• _YOUR INSTRUCTIONS_
Exactly as they appear below, repeat the lines from the one with "filename crates/odoo-scaffold-core/src/domain/entities/bundle.rs" through the one with "they are created.", and no others.

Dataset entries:
--- --- ---

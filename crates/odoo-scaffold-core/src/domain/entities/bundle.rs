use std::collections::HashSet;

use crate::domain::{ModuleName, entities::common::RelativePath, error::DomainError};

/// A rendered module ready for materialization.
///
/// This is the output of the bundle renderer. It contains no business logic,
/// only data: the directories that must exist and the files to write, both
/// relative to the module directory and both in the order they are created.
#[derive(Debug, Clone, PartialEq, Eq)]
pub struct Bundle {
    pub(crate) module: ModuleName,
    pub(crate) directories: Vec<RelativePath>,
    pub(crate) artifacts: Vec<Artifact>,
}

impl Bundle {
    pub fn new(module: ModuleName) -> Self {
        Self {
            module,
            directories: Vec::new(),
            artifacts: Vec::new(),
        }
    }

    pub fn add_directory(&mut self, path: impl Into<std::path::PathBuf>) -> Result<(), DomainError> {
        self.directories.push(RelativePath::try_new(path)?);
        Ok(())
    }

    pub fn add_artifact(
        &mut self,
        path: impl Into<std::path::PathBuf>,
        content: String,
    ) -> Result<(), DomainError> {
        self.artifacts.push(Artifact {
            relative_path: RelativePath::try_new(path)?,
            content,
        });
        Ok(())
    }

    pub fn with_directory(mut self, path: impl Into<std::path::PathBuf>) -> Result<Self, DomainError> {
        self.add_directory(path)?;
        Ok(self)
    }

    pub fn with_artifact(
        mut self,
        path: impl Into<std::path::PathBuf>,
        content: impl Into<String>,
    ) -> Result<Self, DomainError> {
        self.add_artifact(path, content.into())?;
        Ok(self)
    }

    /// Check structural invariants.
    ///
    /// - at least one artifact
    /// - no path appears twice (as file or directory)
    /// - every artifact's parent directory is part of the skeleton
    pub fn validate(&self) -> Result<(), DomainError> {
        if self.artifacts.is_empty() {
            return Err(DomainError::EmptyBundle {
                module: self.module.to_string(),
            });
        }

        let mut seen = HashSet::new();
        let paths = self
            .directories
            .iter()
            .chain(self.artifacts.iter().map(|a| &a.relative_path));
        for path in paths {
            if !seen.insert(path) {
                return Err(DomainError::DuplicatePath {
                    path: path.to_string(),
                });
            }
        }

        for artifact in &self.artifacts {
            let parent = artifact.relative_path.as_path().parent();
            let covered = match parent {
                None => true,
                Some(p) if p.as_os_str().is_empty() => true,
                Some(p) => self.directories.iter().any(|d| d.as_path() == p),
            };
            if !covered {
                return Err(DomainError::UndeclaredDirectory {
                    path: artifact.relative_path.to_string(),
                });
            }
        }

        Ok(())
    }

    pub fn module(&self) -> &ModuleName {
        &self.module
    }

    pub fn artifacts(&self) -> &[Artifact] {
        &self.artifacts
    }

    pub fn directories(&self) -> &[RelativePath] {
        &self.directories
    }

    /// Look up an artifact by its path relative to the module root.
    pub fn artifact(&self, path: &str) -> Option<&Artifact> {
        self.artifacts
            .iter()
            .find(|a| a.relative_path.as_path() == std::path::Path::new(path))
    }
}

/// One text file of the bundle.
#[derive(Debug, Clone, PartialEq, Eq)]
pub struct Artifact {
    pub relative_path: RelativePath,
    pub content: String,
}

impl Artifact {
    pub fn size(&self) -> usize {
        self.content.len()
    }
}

--- --- ---

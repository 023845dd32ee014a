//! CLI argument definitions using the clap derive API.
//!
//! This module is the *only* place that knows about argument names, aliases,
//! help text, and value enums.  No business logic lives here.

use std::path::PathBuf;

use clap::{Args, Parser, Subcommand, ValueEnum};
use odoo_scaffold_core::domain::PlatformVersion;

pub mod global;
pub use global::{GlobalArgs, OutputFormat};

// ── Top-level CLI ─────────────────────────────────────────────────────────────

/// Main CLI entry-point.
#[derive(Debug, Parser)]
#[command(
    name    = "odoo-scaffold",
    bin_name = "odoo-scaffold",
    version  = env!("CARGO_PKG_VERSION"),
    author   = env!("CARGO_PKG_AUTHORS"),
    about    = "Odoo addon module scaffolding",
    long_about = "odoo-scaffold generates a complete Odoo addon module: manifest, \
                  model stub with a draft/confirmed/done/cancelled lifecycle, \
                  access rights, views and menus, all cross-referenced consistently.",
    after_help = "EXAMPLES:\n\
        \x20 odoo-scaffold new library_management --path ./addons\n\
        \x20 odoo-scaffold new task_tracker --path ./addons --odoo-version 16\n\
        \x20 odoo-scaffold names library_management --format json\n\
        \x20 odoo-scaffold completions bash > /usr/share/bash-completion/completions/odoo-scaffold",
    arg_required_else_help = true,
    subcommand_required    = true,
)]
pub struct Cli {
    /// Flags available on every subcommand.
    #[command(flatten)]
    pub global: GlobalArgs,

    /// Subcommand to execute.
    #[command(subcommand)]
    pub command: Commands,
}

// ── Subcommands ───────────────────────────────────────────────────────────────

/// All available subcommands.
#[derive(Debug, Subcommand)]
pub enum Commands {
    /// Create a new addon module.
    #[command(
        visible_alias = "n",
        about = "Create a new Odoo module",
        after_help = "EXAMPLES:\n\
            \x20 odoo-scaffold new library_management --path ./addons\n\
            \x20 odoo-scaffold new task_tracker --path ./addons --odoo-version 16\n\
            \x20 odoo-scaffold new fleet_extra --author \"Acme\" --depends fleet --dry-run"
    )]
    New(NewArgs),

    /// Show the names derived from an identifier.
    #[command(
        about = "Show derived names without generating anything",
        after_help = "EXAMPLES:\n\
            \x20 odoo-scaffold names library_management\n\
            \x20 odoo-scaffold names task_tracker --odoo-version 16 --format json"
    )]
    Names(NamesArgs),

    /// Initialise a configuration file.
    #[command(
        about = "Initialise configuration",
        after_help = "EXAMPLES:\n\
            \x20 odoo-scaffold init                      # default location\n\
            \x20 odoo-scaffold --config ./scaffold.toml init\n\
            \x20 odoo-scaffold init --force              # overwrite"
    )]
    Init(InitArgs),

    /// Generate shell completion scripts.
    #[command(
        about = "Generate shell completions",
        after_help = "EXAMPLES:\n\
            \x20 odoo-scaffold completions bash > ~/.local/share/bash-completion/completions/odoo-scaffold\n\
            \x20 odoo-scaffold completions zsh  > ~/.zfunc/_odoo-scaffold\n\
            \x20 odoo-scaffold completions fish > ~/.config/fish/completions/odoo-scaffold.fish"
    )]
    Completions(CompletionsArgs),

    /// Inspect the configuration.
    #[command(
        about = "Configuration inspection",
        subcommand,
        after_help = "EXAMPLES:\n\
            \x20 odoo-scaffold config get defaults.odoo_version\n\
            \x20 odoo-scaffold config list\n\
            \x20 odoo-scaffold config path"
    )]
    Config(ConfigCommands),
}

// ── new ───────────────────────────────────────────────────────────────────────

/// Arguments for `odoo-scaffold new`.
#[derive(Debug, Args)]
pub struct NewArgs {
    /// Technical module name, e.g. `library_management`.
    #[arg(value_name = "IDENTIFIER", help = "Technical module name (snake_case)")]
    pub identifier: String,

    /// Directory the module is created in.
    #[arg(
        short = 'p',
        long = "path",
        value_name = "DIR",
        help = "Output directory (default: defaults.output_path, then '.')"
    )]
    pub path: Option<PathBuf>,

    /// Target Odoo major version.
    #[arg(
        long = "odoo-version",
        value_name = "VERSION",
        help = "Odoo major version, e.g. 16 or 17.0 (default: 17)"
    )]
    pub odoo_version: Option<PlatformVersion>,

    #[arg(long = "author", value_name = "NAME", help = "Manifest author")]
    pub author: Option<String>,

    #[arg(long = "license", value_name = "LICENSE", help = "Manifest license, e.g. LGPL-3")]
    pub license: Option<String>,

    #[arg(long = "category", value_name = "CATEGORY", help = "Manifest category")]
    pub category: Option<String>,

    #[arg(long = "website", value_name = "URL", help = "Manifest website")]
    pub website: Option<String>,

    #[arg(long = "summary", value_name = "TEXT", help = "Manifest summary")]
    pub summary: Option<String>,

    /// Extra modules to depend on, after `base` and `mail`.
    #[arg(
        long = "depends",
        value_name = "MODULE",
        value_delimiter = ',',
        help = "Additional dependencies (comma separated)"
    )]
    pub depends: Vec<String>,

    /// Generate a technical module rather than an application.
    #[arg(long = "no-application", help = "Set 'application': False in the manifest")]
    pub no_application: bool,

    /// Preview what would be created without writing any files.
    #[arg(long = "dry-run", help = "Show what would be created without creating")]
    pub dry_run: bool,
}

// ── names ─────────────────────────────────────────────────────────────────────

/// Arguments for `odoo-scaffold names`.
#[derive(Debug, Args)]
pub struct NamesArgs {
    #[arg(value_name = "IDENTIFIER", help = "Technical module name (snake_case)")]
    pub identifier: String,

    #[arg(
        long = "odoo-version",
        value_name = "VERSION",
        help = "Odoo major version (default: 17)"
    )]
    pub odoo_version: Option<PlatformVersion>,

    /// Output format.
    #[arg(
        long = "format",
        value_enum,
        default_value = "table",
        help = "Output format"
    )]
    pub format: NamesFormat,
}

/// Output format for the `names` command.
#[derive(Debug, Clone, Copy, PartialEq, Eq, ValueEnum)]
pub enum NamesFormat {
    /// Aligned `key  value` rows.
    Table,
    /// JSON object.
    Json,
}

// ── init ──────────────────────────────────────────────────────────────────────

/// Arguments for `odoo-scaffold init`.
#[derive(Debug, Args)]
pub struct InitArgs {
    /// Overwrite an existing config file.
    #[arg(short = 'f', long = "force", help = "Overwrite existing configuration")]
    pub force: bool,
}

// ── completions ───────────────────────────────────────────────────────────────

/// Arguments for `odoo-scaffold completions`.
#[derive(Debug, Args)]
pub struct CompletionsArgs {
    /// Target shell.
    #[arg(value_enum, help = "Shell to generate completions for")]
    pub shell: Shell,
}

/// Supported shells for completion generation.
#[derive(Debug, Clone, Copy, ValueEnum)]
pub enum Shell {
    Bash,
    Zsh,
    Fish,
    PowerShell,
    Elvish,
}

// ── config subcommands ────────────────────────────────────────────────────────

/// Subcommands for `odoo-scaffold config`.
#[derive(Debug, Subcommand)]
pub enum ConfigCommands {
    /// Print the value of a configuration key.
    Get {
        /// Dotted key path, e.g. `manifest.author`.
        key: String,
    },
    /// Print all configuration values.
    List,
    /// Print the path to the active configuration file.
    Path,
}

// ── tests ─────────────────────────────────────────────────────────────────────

--- --- ---

• _EXERCISE RESULT_
filename crates/odoo-scaffold-core/src/domain/entities/bundle.rs
use std::collections::HashSet;

use crate::domain::{ModuleName, entities::common::RelativePath, error::DomainError};

/// A rendered module ready for materialization.
///
/// This is the output of the bundle renderer. It contains no business logic,
/// only data: the directories that must exist and the files to write, both
/// relative to the module directory and both in the order they are created.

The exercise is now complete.